Required action: Return the full set of entries exactly. Omit none.

(Stored items)

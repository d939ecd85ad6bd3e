// Skill Tracker - Core Library
// In-memory store of people and their skills, plus the HTTP layer over it

pub mod entities;
pub mod error;
pub mod store;

#[cfg(feature = "server")]
pub mod api;
#[cfg(feature = "server")]
pub mod config;
#[cfg(feature = "server")]
pub mod logging;

// Re-export commonly used types
pub use entities::{Person, PersonId, Skill, SkillId, SkillLevel};
pub use error::{StoreError, StoreResult};
pub use store::SkillStore;

#[cfg(feature = "server")]
pub use api::router;
#[cfg(feature = "server")]
pub use config::{LogFormat, ServerConfig};

/// Library version
pub const VERSION: &str = env!("CARGO_PKG_VERSION");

Solved exercise:
repository d939ecd85ad6bd3e
// Skill Tracker - Core Library
// In-memory store of people and their skills, plus the HTTP layer over it

pub mod entities;
pub mod error;
pub mod store;

#[cfg(feature = "server")]
pub mod api;
#[cfg(feature = "server")]
pub mod config;
#[cfg(feature = "server")]
pub mod logging;

// Re-export commonly used types
pub use entities::{Person, PersonId, Skill, SkillId, SkillLevel};
pub use error::{StoreError, StoreResult};
pub use store::SkillStore;

#[cfg(feature = "server")]
pub use api::router;
#[cfg(feature = "server")]
pub use config::{LogFormat, ServerConfig};

/// Library version
pub const VERSION: &str = env!("CARGO_PKG_VERSION");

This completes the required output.